Prologue

Washington City, 1862

During the bone-biting cold of an early January morning he headed quickly up Pennsylvania Avenue on his way to the White House, all the while passing shivering groups of ragged slaves, fur-bedecked gents and their ladies dodging hawkers, and whores hectoring and soliciting the Union soldiers guarding Washington City. In the distance across the Potomac River the glowing watch fires of Confederate soldiers mustering and massing in Virginia were visible to many who peered through spyglasses or perched atop hillsides and even to President Lincoln himself from his vantage point on the second floor of the White House.

As he reached the white-columned south portico that led to the public entrance of the president’s office, a guard blocked his way. But upon seeing the soldier in Union blue—with no weapon drawn and no threat apparent—and as he identified himself as Third Artillery captain William Andrew Winder, seeking an audience with Pres. Abraham Lincoln—the guard let him pass.
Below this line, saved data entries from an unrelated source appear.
//! Recording collaborators for testing
//!
//! Every mock keeps what it was asked to do behind a `Mutex` so tests can
//! assert on it after the fact, and can be configured to fail.
//!
//! # Example
//!
//! ```rust
//! use crayon_config::DispatchConfig;
//! use crayon_core::action::{ActionDescriptor, ActionKind};
//! use crayon_core::dispatch::ActionDispatcher;
//! use crayon_core::test_support::mocks::MockShareSink;
//! use std::sync::Arc;
//!
//! let sink = Arc::new(MockShareSink::new());
//! let dispatcher = ActionDispatcher::new(&DispatchConfig::default()).with_share_sink(sink.clone());
//!
//! dispatcher.dispatch(&ActionDescriptor::new("onClick", ActionKind::Share).with("text", "hi"), None);
//! assert_eq!(sink.shared(), vec!["hi".to_string()]);
//! ```

use crate::chat::{ChatClient, ChatError, ChatRequest, ChatResponse};
use crate::effects::{ApiCaller, ApiRequest, ScriptError, ScriptRunner, ShareSink};
use crate::validation::{
    ComponentValidator, FailureReason, StepStatus, ValidationError, ValidationObserver,
    ValidationResult, ValidationStep,
};
use crate::value::DynamicValue;
use async_trait::async_trait;
use std::sync::Mutex;

fn recorded<T: Clone>(items: &Mutex<Vec<T>>) -> Vec<T> {
    items.lock().unwrap_or_else(|e| e.into_inner()).clone()
}

fn record<T>(items: &Mutex<Vec<T>>, item: T) {
    items.lock().unwrap_or_else(|e| e.into_inner()).push(item);
}

// ============================================================================
// Effects
// ============================================================================

/// Records API requests without sending them
#[derive(Debug, Default)]
pub struct MockApiCaller {
    calls: Mutex<Vec<ApiRequest>>,
}

impl MockApiCaller {
    pub fn new() -> Self {
        Self::default()
    }

    pub fn calls(&self) -> Vec<ApiRequest> {
        recorded(&self.calls)
    }
}

impl ApiCaller for MockApiCaller {
    fn call(&self, request: ApiRequest) {
        record(&self.calls, request);
    }
}

/// Records scripts and answers with a fixed result or error
#[derive(Debug)]
pub struct MockScriptRunner {
    scripts: Mutex<Vec<String>>,
    result: Result<DynamicValue, ScriptError>,
}

impl Default for MockScriptRunner {
    fn default() -> Self {
        Self::new()
    }
}

impl MockScriptRunner {
    /// Runner whose scripts all return `null`
    pub fn new() -> Self {
        Self::returning(DynamicValue::Null)
    }

    pub fn returning(value: DynamicValue) -> Self {
        Self {
            scripts: Mutex::new(Vec::new()),
            result: Ok(value),
        }
    }

    /// Runner whose scripts all raise `message`
    pub fn failing(message: impl Into<String>) -> Self {
        Self {
            scripts: Mutex::new(Vec::new()),
            result: Err(ScriptError::Runtime(message.into())),
        }
    }

    pub fn scripts(&self) -> Vec<String> {
        recorded(&self.scripts)
    }
}

impl ScriptRunner for MockScriptRunner {
    fn run(&self, script: &str, _state: &DynamicValue) -> Result<DynamicValue, ScriptError> {
        record(&self.scripts, script.to_string());
        self.result.clone()
    }
}

/// Records shared text
#[derive(Debug, Default)]
pub struct MockShareSink {
    shared: Mutex<Vec<String>>,
}

impl MockShareSink {
    pub fn new() -> Self {
        Self::default()
    }

    pub fn shared(&self) -> Vec<String> {
        recorded(&self.shared)
    }
}

impl ShareSink for MockShareSink {
    fn share(&self, text: &str) {
        record(&self.shared, text.to_string());
    }
}

// ============================================================================
// Validation
// ============================================================================

/// Validator with a canned answer
#[derive(Debug)]
pub struct MockComponentValidator {
    answer: Result<ValidationResult, ValidationError>,
    codes: Mutex<Vec<String>>,
}

impl MockComponentValidator {
    pub fn answering(typecheck: bool, serialize: bool) -> Self {
        Self {
            answer: Ok(ValidationResult {
                typecheck,
                serialize,
            }),
            codes: Mutex::new(Vec::new()),
        }
    }

    pub fn failing(error: ValidationError) -> Self {
        Self {
            answer: Err(error),
            codes: Mutex::new(Vec::new()),
        }
    }

    /// Component code received so far
    pub fn codes(&self) -> Vec<String> {
        recorded(&self.codes)
    }
}

#[async_trait]
impl ComponentValidator for MockComponentValidator {
    async fn validate(&self, component_code: &str) -> Result<ValidationResult, ValidationError> {
        record(&self.codes, component_code.to_string());
        self.answer.clone()
    }
}

/// Observer that records every callback
#[derive(Debug, Default, Clone, PartialEq)]
pub struct RecordingObserver {
    pub transitions: Vec<(usize, StepStatus)>,
    pub completed: usize,
    pub failures: Vec<FailureReason>,
}

impl ValidationObserver for RecordingObserver {
    fn on_step_changed(&mut self, index: usize, step: &ValidationStep) {
        self.transitions.push((index, step.status));
    }

    fn on_completed(&mut self) {
        self.completed += 1;
    }

    fn on_failed(&mut self, reason: &FailureReason) {
        self.failures.push(reason.clone());
    }
}

// ============================================================================
// Chat
// ============================================================================

/// Chat backend with a canned reply
#[derive(Debug)]
pub struct MockChatClient {
    reply: Result<ChatResponse, ChatError>,
    requests: Mutex<Vec<ChatRequest>>,
}

impl MockChatClient {
    pub fn replying(response: ChatResponse) -> Self {
        Self {
            reply: Ok(response),
            requests: Mutex::new(Vec::new()),
        }
    }

    pub fn failing(error: ChatError) -> Self {
        Self {
            reply: Err(error),
            requests: Mutex::new(Vec::new()),
        }
    }

    pub fn requests(&self) -> Vec<ChatRequest> {
        recorded(&self.requests)
    }
}

#[async_trait]
impl ChatClient for MockChatClient {
    async fn send(&self, request: &ChatRequest) -> Result<ChatResponse, ChatError> {
        record(&self.requests, request.clone());
        self.reply.clone()
    }
}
It was easy then, as almost anyone could drop in on Abraham Lincoln to plead for the life of a deserter-son doomed to execution, to listen to a long, folksy story, or to swear loyalty to the man and the war that had divided the capital, where spies from both sides skulked and fears of an invasion by Confederate troops beset city residents.
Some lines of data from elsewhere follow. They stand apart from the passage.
//! Action dispatch configuration

use serde::{Deserialize, Serialize};

/// Action dispatch configuration
#[derive(Debug, Clone, PartialEq, Eq, Serialize, Deserialize)]
pub struct DispatchConfig {
    /// How many watcher hops a single state update may trigger before the
    /// cascade is cut off
    #[serde(default = "default_max_watcher_depth")]
    pub max_watcher_depth: usize,
}

fn default_max_watcher_depth() -> usize {
    8
}

impl Default for DispatchConfig {
    fn default() -> Self {
        Self {
            max_watcher_depth: default_max_watcher_depth(),
        }
    }
}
Finally inside the Executive Office, Capt. William A. Winder, the son of a Confederate general whose last name was well known to Union authorities, told the president that he had recently been transferred to the front with Company M from Fortress Alcatraz, a craggy, fog-bound San Francisco army post and prison where secessionist sympathizers were held. Captain Winder’s purpose for this urgent visit was clear. He’d come to swear his allegiance to the Union, to the president himself. He asked that, as his company was already in Washington City awaiting postings to the front, he might be permitted to stay with them and, for the love of God, not be sent back to Alcatraz.
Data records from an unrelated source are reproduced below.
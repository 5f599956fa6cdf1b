//! Chat turns: send a message, get a tree to display.
//!
//! The [`ChatClient`] seam talks to the generation backend. [`ChatFlow`] wraps
//! one client, optionally validates returned component code, and always hands
//! back something renderable: the decoded `node_state_tree`, or a fallback
//! tree that shows the assistant's message as plain text.

use crate::node::ComponentNode;
use crate::validation::{ValidationObserver, ValidationPipeline, ValidationReport};
use crate::value::{DynamicValue, ValueMap};
use async_trait::async_trait;
use serde::{Deserialize, Serialize};
use thiserror::Error;
use tokio_util::sync::CancellationToken;
use tracing::{debug, info, warn};

/// Outgoing chat message
#[derive(Debug, Clone, PartialEq, Serialize, Deserialize)]
pub struct ChatRequest {
    /// App the conversation belongs to (part of the URL, not the body)
    #[serde(skip)]
    pub app_id: String,
    /// Model override (query parameter, not the body)
    #[serde(skip)]
    pub model: Option<String>,
    pub message: String,
    #[serde(default, skip_serializing_if = "Option::is_none")]
    pub screenshot_url: Option<String>,
}

impl ChatRequest {
    pub fn new(app_id: impl Into<String>, message: impl Into<String>) -> Self {
        Self {
            app_id: app_id.into(),
            model: None,
            message: message.into(),
            screenshot_url: None,
        }
    }

    pub fn with_model(mut self, model: impl Into<String>) -> Self {
        self.model = Some(model.into());
        self
    }

    pub fn with_screenshot(mut self, url: impl Into<String>) -> Self {
        self.screenshot_url = Some(url.into());
        self
    }
}

/// Backend answer to one chat message
#[derive(Debug, Clone, Default, PartialEq, Serialize, Deserialize)]
pub struct ChatResponse {
    pub message: String,
    #[serde(default)]
    pub has_code_change: bool,
    #[serde(default, skip_serializing_if = "Option::is_none")]
    pub node_state_tree: Option<ValueMap>,
    #[serde(default, skip_serializing_if = "Option::is_none")]
    pub typescript_code: Option<String>,
    #[serde(default)]
    pub version_number: i64,
    #[serde(default)]
    pub requested_components: Vec<String>,
    #[serde(default, skip_serializing_if = "Option::is_none")]
    pub error: Option<String>,
}

impl ChatResponse {
    /// The node tree to display. Falls back to a plain-text tree carrying
    /// the message when there is no tree or it does not decode.
    pub fn tree(&self) -> ComponentNode {
        let Some(raw) = &self.node_state_tree else {
            debug!("Chat response has no node tree; using fallback");
            return ComponentNode::fallback(self.message.clone());
        };
        match ComponentNode::from_value(&DynamicValue::Object(raw.clone())) {
            Ok(tree) => tree,
            Err(e) => {
                warn!("Chat response node tree did not decode: {}", e);
                ComponentNode::fallback(self.message.clone())
            }
        }
    }
}

/// Chat transport failures
#[derive(Debug, Clone, PartialEq, Error)]
pub enum ChatError {
    #[error("Chat request failed: {0}")]
    Transport(String),

    #[error("Chat service answered with status {status}: {body}")]
    Status { status: u16, body: String },

    #[error("Could not decode chat response: {0}")]
    Decode(String),

    #[error("Chat turn cancelled")]
    Cancelled,
}

/// Generation backend
#[async_trait]
pub trait ChatClient: Send + Sync {
    async fn send(&self, request: &ChatRequest) -> Result<ChatResponse, ChatError>;
}

/// Result of one chat turn
#[derive(Debug, Clone, PartialEq)]
pub struct ChatTurn {
    pub response: ChatResponse,
    /// Tree to display (decoded or fallback)
    pub tree: ComponentNode,
    /// Present when the response carried component code and a pipeline was set
    pub validation: Option<ValidationReport>,
}

/// Sends messages and prepares their results for display
pub struct ChatFlow<C> {
    client: C,
    validation: Option<ValidationPipeline>,
}

impl<C: ChatClient> ChatFlow<C> {
    pub fn new(client: C) -> Self {
        Self {
            client,
            validation: None,
        }
    }

    /// Validate returned component code with `pipeline`
    pub fn with_validation(mut self, pipeline: ValidationPipeline) -> Self {
        self.validation = Some(pipeline);
        self
    }

    /// Run one turn. Network failures are errors; a missing or broken tree
    /// is not.
    pub async fn send(
        &self,
        request: &ChatRequest,
        cancel: &CancellationToken,
        observer: &mut dyn ValidationObserver,
    ) -> Result<ChatTurn, ChatError> {
        info!("Sending chat message for app {}", request.app_id);
        let response = tokio::select! {
            biased;
            _ = cancel.cancelled() => return Err(ChatError::Cancelled),
            response = self.client.send(request) => response?,
        };

        if let Some(error) = &response.error {
            warn!("Chat service reported: {}", error);
        }
        if !response.requested_components.is_empty() {
            info!(
                "Backend requested unavailable components: {}",
                response.requested_components.join(", ")
            );
        }

        let validation = match (&self.validation, &response.typescript_code) {
            (Some(pipeline), Some(code)) => Some(pipeline.run(code, cancel, observer).await),
            _ => None,
        };

        let tree = response.tree();
        debug!(
            "Chat turn produced tree '{}' with {} nodes (version {})",
            tree.id,
            tree.node_count(),
            response.version_number
        );
        Ok(ChatTurn {
            response,
            tree,
            validation,
        })
    }
}

#[cfg(test)]
mod tests {
    use super::*;
    use crate::node::FALLBACK_NODE_ID;
    use crate::test_support::mocks::{MockChatClient, MockComponentValidator};
    use crate::validation::{NoopObserver, ValidationOutcome};
    use crayon_config::ValidationConfig;
    use std::sync::Arc;

    fn response(json: &str) -> ChatResponse {
        serde_json::from_str(json).unwrap()
    }

    #[test]
    fn test_request_body_omits_routing_fields() {
        let request = ChatRequest::new("app-1", "hi").with_model("m");
        let body = serde_json::to_value(&request).unwrap();
        assert_eq!(body, serde_json::json!({"message": "hi"}));

        let request = request.with_screenshot("https://img/1.png");
        let body = serde_json::to_value(&request).unwrap();
        assert_eq!(body["screenshot_url"], "https://img/1.png");
    }

    #[test]
    fn test_response_decodes_snake_case() {
        let response = response(
            r#"{"message": "done", "has_code_change": true, "version_number": 3,
                "requested_components": ["SduiMap"],
                "node_state_tree": {"id": "root", "type": "SduiText", "props": {"text": "hi"}}}"#,
        );
        assert!(response.has_code_change);
        assert_eq!(response.version_number, 3);
        assert_eq!(response.tree().id, "root");
    }

    #[test]
    fn test_missing_or_broken_tree_falls_back() {
        let plain = response(r#"{"message": "no ui this time"}"#);
        let tree = plain.tree();
        assert_eq!(tree.id, FALLBACK_NODE_ID);
        assert_eq!(
            tree.find("response_content")
                .and_then(|node| node.props.get("text")),
            Some(&DynamicValue::from("no ui this time"))
        );

        let broken = response(r#"{"message": "m", "node_state_tree": {"id": 5}}"#);
        assert_eq!(broken.tree().id, FALLBACK_NODE_ID);
    }

    #[tokio::test(start_paused = true)]
    async fn test_flow_validates_code() {
        let client = MockChatClient::replying(response(
            r#"{"message": "ok", "typescript_code": "export default 1"}"#,
        ));
        let pipeline = ValidationPipeline::new(
            Arc::new(MockComponentValidator::answering(true, true)),
            &ValidationConfig::default(),
        );
        let flow = ChatFlow::new(client).with_validation(pipeline);

        let turn = flow
            .send(
                &ChatRequest::new("app", "make a form"),
                &CancellationToken::new(),
                &mut NoopObserver,
            )
            .await
            .unwrap();

        assert_eq!(
            turn.validation.map(|report| report.outcome),
            Some(ValidationOutcome::Completed)
        );
        assert_eq!(turn.tree.id, FALLBACK_NODE_ID);
    }

    #[tokio::test]
    async fn test_flow_propagates_transport_errors() {
        let flow = ChatFlow::new(MockChatClient::failing(ChatError::Transport("down".into())));
        let result = flow
            .send(
                &ChatRequest::new("app", "hi"),
                &CancellationToken::new(),
                &mut NoopObserver,
            )
            .await;
        assert_eq!(result, Err(ChatError::Transport("down".into())));
    }
}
Although Lincoln was seemingly receptive to the captain’s plea, could William A. Winder, or any Winder, be trusted? His two civilian uncles had been jailed for treason in Washington City and New York. He was the first-born son of a Confederate general and had a half brother and two cousins already serving in Richmond. Perhaps worse, President Lincoln and his war secretary, Edwin Stanton, had heard rumors of treasonous statements made by the captain to a Pinkerton spy posing as a Confederate courier just after he’d arrived in Washington City. Perhaps the rumors were true.